La strada da seguire è tutt’altro che semplice e spesso per chi si trova in questa situazione risulta respingente. Tant’è che in molti ci rinunciano in anticipo. E si affidano per tutta la vita a documenti ufficiali che non riportano la loro reale identità. Con tutto quello che una scelta di questo tipo può comportare a livello di disagio personale.
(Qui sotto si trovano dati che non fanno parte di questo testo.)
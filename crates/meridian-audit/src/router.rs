//! Audit/compliance event classification.
//!
//! Every function here is a deterministic lookup against fixed tables.
//! Action types are compared case-insensitively.

use std::collections::BTreeSet;

use meridian_core::category::EventCategory;
use meridian_core::event::{AuditTrail, ComplianceAudit, DomainEvent, EventKind};

/// Action types classified as `SECURITY`.
pub const SECURITY_ACTION_TYPES: &[&str] = &[
    "LOGIN",
    "LOGOUT",
    "LOGIN_FAILED",
    "PASSWORD_CHANGE",
    "PASSWORD_RESET",
    "ROLE_CHANGE",
    "PERMISSION_CHANGE",
    "ACCESS_DENIED",
    "ACCOUNT_LOCKED",
    "ACCOUNT_UNLOCKED",
    "MFA_ENABLED",
    "MFA_DISABLED",
    "TOKEN_REVOKED",
];

/// Action types classified as `SYSTEM`.
pub const SYSTEM_ACTION_TYPES: &[&str] = &[
    "CONFIGURATION_CHANGE",
    "SYSTEM_STARTUP",
    "SYSTEM_SHUTDOWN",
    "BACKUP",
    "RESTORE",
    "SCHEDULED_JOB",
    "DATA_MIGRATION",
    "REINDEX",
    "CACHE_EVICTION",
];

/// Action types published to more than one category topic.
pub const MULTI_TOPIC_ACTION_TYPES: &[&str] = &[
    "DELETE",
    "ROLE_CHANGE",
    "PERMISSION_CHANGE",
    "CONFIGURATION_CHANGE",
];

/// Action types flagged as high priority.
pub const HIGH_PRIORITY_ACTION_TYPES: &[&str] = &[
    "DELETE",
    "BULK_DELETE",
    "ROLE_CHANGE",
    "PERMISSION_CHANGE",
    "CONFIGURATION_CHANGE",
    "LOGIN_FAILED",
    "ACCESS_DENIED",
    "ACCOUNT_LOCKED",
    "EXPORT",
];

/// Compliance types that are always high priority.
pub const REGULATED_COMPLIANCE_TYPES: &[&str] = &["SOX", "GDPR", "PCI_DSS", "HIPAA", "IFRS16"];

fn normalized_action(event: &AuditTrail) -> Option<String> {
    event
        .action_type
        .as_deref()
        .map(|a| a.trim().to_ascii_uppercase())
        .filter(|a| !a.is_empty())
}

fn action_in(event: &AuditTrail, table: &[&str]) -> bool {
    normalized_action(event).is_some_and(|action| table.contains(&action.as_str()))
}

/// Classifies an audit trail event as `SECURITY`, `SYSTEM` or `BUSINESS`.
///
/// A missing or unrecognised action type defaults to `BUSINESS` with a
/// warning.
#[must_use]
pub fn determine_audit_category(event: &AuditTrail) -> EventCategory {
    let Some(action) = normalized_action(event) else {
        tracing::warn!(
            entity_type = %event.entity_type,
            entity_id = %event.entity_id,
            "audit event has no action type, defaulting to BUSINESS"
        );
        return EventCategory::Business;
    };

    if SECURITY_ACTION_TYPES.contains(&action.as_str()) {
        EventCategory::Security
    } else if SYSTEM_ACTION_TYPES.contains(&action.as_str()) {
        EventCategory::System
    } else {
        tracing::warn!(action_type = %action, "unclassified action type, using BUSINESS");
        EventCategory::Business
    }
}

/// Compliance events always belong to `COMPLIANCE`.
#[must_use]
pub fn determine_compliance_category(_event: &ComplianceAudit) -> EventCategory {
    EventCategory::Compliance
}

/// True when the action must be published to more than one topic.
#[must_use]
pub fn should_route_to_multiple_topics(event: &AuditTrail) -> bool {
    action_in(event, MULTI_TOPIC_ACTION_TYPES)
}

/// Categories an audit event is published to, in category order.
#[must_use]
pub fn multiple_categories(event: &AuditTrail) -> BTreeSet<EventCategory> {
    match normalized_action(event).as_deref() {
        Some("DELETE" | "ROLE_CHANGE" | "PERMISSION_CHANGE") => {
            BTreeSet::from([EventCategory::Business, EventCategory::Security])
        }
        Some("CONFIGURATION_CHANGE") => {
            BTreeSet::from([EventCategory::Business, EventCategory::System])
        }
        _ => BTreeSet::from([determine_audit_category(event)]),
    }
}

/// True for high-priority audit actions.
#[must_use]
pub fn is_high_priority_audit(event: &AuditTrail) -> bool {
    action_in(event, HIGH_PRIORITY_ACTION_TYPES)
}

/// True for regulated compliance types, elevated risk, or pending remediation.
#[must_use]
pub fn is_high_priority_compliance(event: &ComplianceAudit) -> bool {
    let compliance_type = event.compliance_type.trim().to_ascii_uppercase();
    REGULATED_COMPLIANCE_TYPES.contains(&compliance_type.as_str())
        || event.risk_level.is_some_and(|risk| risk.is_elevated())
        || event.remediation_required
}

/// Primary category of any domain event.
///
/// Business facts and entity-state changes are `BUSINESS`.
#[must_use]
pub fn category_of(event: &DomainEvent) -> EventCategory {
    match &event.kind {
        EventKind::AuditTrail(audit) => determine_audit_category(audit),
        EventKind::ComplianceAudit(compliance) => determine_compliance_category(compliance),
        _ => EventCategory::Business,
    }
}

/// Priority of any domain event; only audit variants can be high priority.
#[must_use]
pub fn is_high_priority(event: &DomainEvent) -> bool {
    match &event.kind {
        EventKind::AuditTrail(audit) => is_high_priority_audit(audit),
        EventKind::ComplianceAudit(compliance) => is_high_priority_compliance(compliance),
        _ => false,
    }
}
Sta indagando proprio su questo un pool di giuristi dell’università di Trento e dell’università Statale di Milano, con un progetto finanziato con poco meno di 300 mila euro dall’Unione EuropeaNext Generation EU. L’idea è quella di capire se esistono delle strade semplificate (e quali siano) per l’attivazione delle procedure amministrative, magari – come già avviene in altri Stati europei – passando semplicemente per l’anagrafe.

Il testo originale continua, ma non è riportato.